Directions:
Copy the listing exactly. Omit nothing.

╭─ Stored data

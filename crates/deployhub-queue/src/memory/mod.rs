//! In-memory queue provider.

pub mod queue;

pub use queue::MemoryTaskQueue;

╰─

Solution:
filename crates/deployhub-queue/src/memory/mod.rs
//! In-memory queue provider.

pub mod queue;

pub use queue::MemoryTaskQueue;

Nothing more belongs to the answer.